= Required action =
Your output should be the line with "implicitly defined graphs." plus all following lines to the end of the records, exactly as written and nothing more.

Items listed in a dataset:
╔══

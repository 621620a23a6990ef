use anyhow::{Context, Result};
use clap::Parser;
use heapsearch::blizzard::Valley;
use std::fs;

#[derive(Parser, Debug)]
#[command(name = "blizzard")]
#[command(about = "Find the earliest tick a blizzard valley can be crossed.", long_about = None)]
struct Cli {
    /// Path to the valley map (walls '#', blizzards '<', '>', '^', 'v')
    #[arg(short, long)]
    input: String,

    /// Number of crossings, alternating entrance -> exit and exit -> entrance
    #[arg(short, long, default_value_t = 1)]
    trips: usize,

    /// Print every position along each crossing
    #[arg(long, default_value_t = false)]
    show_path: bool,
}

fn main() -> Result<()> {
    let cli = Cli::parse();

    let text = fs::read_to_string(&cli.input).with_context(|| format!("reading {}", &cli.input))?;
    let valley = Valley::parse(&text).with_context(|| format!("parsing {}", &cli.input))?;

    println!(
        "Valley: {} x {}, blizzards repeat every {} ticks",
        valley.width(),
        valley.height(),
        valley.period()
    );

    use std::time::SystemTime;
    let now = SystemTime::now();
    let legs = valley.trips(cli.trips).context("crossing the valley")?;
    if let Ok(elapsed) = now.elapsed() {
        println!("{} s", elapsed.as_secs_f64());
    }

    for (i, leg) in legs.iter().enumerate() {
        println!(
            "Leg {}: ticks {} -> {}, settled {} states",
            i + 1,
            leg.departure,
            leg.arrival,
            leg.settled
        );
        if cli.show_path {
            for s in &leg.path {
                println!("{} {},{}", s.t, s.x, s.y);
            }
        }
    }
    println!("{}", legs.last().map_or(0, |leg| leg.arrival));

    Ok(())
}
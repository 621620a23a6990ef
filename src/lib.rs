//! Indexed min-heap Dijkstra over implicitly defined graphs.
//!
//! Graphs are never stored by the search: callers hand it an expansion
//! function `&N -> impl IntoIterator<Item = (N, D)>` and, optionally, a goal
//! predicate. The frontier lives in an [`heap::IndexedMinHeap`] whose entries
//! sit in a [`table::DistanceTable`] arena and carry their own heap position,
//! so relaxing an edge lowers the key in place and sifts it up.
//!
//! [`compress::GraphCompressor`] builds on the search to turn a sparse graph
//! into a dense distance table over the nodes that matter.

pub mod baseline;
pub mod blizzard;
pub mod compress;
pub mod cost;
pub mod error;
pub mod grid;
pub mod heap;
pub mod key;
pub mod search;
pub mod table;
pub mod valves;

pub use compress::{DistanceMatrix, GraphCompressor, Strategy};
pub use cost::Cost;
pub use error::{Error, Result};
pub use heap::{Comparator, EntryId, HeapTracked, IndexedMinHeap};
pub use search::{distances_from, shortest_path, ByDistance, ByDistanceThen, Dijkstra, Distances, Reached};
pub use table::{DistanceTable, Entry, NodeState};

╚══

= Response for this exercise =
//! Indexed min-heap Dijkstra over implicitly defined graphs.
//!
//! Graphs are never stored by the search: callers hand it an expansion
//! function `&N -> impl IntoIterator<Item = (N, D)>` and, optionally, a goal
//! predicate. The frontier lives in an [`heap::IndexedMinHeap`] whose entries
//! sit in a [`table::DistanceTable`] arena and carry their own heap position,
//! so relaxing an edge lowers the key in place and sifts it up.
//!
//! [`compress::GraphCompressor`] builds on the search to turn a sparse graph
//! into a dense distance table over the nodes that matter.

pub mod baseline;
pub mod blizzard;
pub mod compress;
pub mod cost;
pub mod error;
pub mod grid;
pub mod heap;
pub mod key;
pub mod search;
pub mod table;
pub mod valves;

pub use compress::{DistanceMatrix, GraphCompressor, Strategy};
pub use cost::Cost;
pub use error::{Error, Result};
pub use heap::{Comparator, EntryId, HeapTracked, IndexedMinHeap};
pub use search::{distances_from, shortest_path, ByDistance, ByDistanceThen, Dijkstra, Distances, Reached};
pub use table::{DistanceTable, Entry, NodeState};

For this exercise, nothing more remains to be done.